Pode-se concluir que a política de saúde é toda ela permeada pelas expressões
do controle social, seja exercido em favor do Estado ou em favor da sociedade. A prática
profissional do assistente social também passou por um movimento similar, uma vez que a
profissão surgiu demandada pelo capitalismo para intervir junto aos trabalhadores de
maneira a difundir e fortalecer a ideologia dominante e, atualmente, se mantém (ainda que
reproduzindo as contradições próprias do sistema capitalista) como profissão que atua sob a
ótica da garantia de direitos à classe subalterna, intervindo na realidade para que se execute
o que está posto em lei.
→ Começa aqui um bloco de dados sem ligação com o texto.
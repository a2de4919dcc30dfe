//! Orangutan CLI: the main entry point.
//!
//! `orangutan [--path DIR] [--model M] [-v]` opens an interactive session
//! against a local Ollama server, confined to the project directory.

use std::path::{Path, PathBuf};
use std::sync::Arc;

use clap::Parser;
use crossterm::style::Stylize;
use orangutan_config::AppConfig;
use orangutan_core::Error;
use orangutan_core::provider::Provider;
use orangutan_providers::OllamaProvider;
use tracing::{debug, warn};

mod console;
mod operator;
mod repl;

#[derive(Parser)]
#[command(
    name = "orangutan",
    about = "Orangutan: a terminal coding assistant for local models",
    version
)]
struct Cli {
    /// Project directory the assistant works in
    #[arg(short, long, default_value = ".")]
    path: PathBuf,

    /// Model to use instead of the configured one
    #[arg(short, long)]
    model: Option<String>,

    /// Enable verbose logging
    #[arg(short, long)]
    verbose: bool,
}

#[tokio::main]
async fn main() -> Result<(), Box<dyn std::error::Error>> {
    let cli = Cli::parse();

    // Initialize tracing
    let filter = if cli.verbose { "debug" } else { "warn" };
    tracing_subscriber::fmt()
        .with_env_filter(
            tracing_subscriber::EnvFilter::try_from_default_env()
                .unwrap_or_else(|_| tracing_subscriber::EnvFilter::new(filter)),
        )
        .with_writer(std::io::stderr)
        .with_target(false)
        .init();

    run(cli).await?;
    Ok(())
}

async fn run(cli: Cli) -> orangutan_core::Result<()> {
    let root = project_root(&cli.path)?;
    let mut config = AppConfig::load().map_err(|e| Error::Config {
        message: e.to_string(),
    })?;
    if let Some(model) = cli.model {
        config.model = model;
    }
    debug!(root = %root.display(), model = %config.model, "Starting session");

    let provider: Arc<dyn Provider> = Arc::new(OllamaProvider::from_config(&config)?);
    if let Some(warning) = backend_warning(provider.as_ref(), &config).await {
        println!("{}", warning.yellow());
    }

    let console = Arc::new(console::Console::stdin());
    repl::Repl::new(root, config, provider, console).run().await;

    Ok(())
}

/// Canonicalize `path` and require it to be a directory.
fn project_root(path: &Path) -> orangutan_core::Result<PathBuf> {
    let root = path.canonicalize().map_err(|e| Error::Config {
        message: format!("cannot open project directory {}: {e}", path.display()),
    })?;
    if !root.is_dir() {
        return Err(Error::Config {
            message: format!("{} is not a directory", root.display()),
        });
    }
    Ok(root)
}

/// A startup warning when the backend is down or lacks the model. Never fatal.
async fn backend_warning(provider: &dyn Provider, config: &AppConfig) -> Option<String> {
    let reachable = match provider.health_check().await {
        Ok(ok) => ok,
        Err(e) => {
            warn!(error = %e, "Backend health check failed");
            false
        }
    };
    if !reachable {
        return Some(format!(
            "Cannot reach Ollama at {}. Is `ollama serve` running?",
            config.backend.base_url
        ));
    }

    let wanted = config.model.as_str();
    match provider.list_models().await {
        Ok(models)
            if !models
                .iter()
                .any(|m| m == wanted || m.strip_suffix(":latest") == Some(wanted)) =>
        {
            Some(format!(
                "Model '{wanted}' is not installed. Run: ollama pull {wanted}"
            ))
        }
        Ok(_) => None,
        Err(e) => {
            warn!(error = %e, "Could not list backend models");
            None
        }
    }
}

#[cfg(test)]
mod tests {
    use super::*;
    use async_trait::async_trait;
    use clap::CommandFactory;
    use orangutan_core::error::ProviderError;
    use orangutan_core::provider::{ChunkReceiver, ProviderRequest};

    /// A backend with a fixed reachability and model list.
    struct StubBackend {
        up: bool,
        models: Vec<String>,
    }

    #[async_trait]
    impl Provider for StubBackend {
        fn name(&self) -> &str {
            "stub"
        }

        async fn stream(&self, _request: ProviderRequest) -> Result<ChunkReceiver, ProviderError> {
            Err(ProviderError::Network("unused".into()))
        }

        async fn list_models(&self) -> Result<Vec<String>, ProviderError> {
            Ok(self.models.clone())
        }

        async fn health_check(&self) -> Result<bool, ProviderError> {
            if self.up {
                Ok(true)
            } else {
                Err(ProviderError::Network("connection refused".into()))
            }
        }
    }

    fn config(model: &str) -> AppConfig {
        AppConfig {
            model: model.into(),
            ..AppConfig::default()
        }
    }

    #[tokio::test]
    async fn unreachable_backend_is_reported() {
        let backend = StubBackend {
            up: false,
            models: vec![],
        };
        let warning = backend_warning(&backend, &config("qwen2.5-coder:7b")).await.unwrap();
        assert!(warning.starts_with("Cannot reach Ollama at http://localhost:11434"));
    }

    #[tokio::test]
    async fn missing_model_is_reported() {
        let backend = StubBackend {
            up: true,
            models: vec!["llama3.1:8b".into()],
        };
        let warning = backend_warning(&backend, &config("qwen2.5-coder:7b")).await.unwrap();
        assert_eq!(
            warning,
            "Model 'qwen2.5-coder:7b' is not installed. Run: ollama pull qwen2.5-coder:7b"
        );
    }

    #[tokio::test]
    async fn installed_model_needs_no_warning() {
        let backend = StubBackend {
            up: true,
            models: vec!["mistral:latest".into(), "qwen2.5-coder:7b".into()],
        };
        assert!(backend_warning(&backend, &config("qwen2.5-coder:7b")).await.is_none());
        assert!(backend_warning(&backend, &config("mistral")).await.is_none());
    }

    #[test]
    fn cli_definition_is_valid() {
        Cli::command().debug_assert();
    }

    #[test]
    fn flags_parse() {
        let cli = Cli::parse_from(["orangutan", "-p", "/tmp", "--model", "llama3.1:8b", "-v"]);
        assert_eq!(cli.path, PathBuf::from("/tmp"));
        assert_eq!(cli.model.as_deref(), Some("llama3.1:8b"));
        assert!(cli.verbose);

        let cli = Cli::parse_from(["orangutan"]);
        assert_eq!(cli.path, PathBuf::from("."));
        assert!(cli.model.is_none());
    }

    #[test]
    fn project_root_must_exist() {
        let dir = tempfile::tempdir().unwrap();
        assert!(project_root(dir.path()).unwrap().is_dir());
        assert!(project_root(&dir.path().join("missing")).is_err());

        let file = dir.path().join("a.txt");
        std::fs::write(&file, "x").unwrap();
        assert!(project_root(&file).is_err());
    }
}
A importância das práticas de controle social por parte do assistente
social na sociedade contemporânea vai muito além da execução de demandas postas,
significa alcançar um patamar em que o fazer profissional ultrapasse a mera demanda
institucional e atinja um nível em que a participação cidadã realmente aconteça.
4 CONCLUSÃO
Nossa investigação sobre a participação do assistente social em conselhos de
saúde – especialmente a identificação da realidade atual – coloca-se como uma
necessidade, na medida em que os estudos bibliográficos mostraram que esse profissional
tem uma participação histórica nesse processo. Aqui apresentamos nosso levantamento
inicial, como ponto de partida para o aprofundamento do estudo sobre a atuação profissional
nas práticas de controle social da saúde.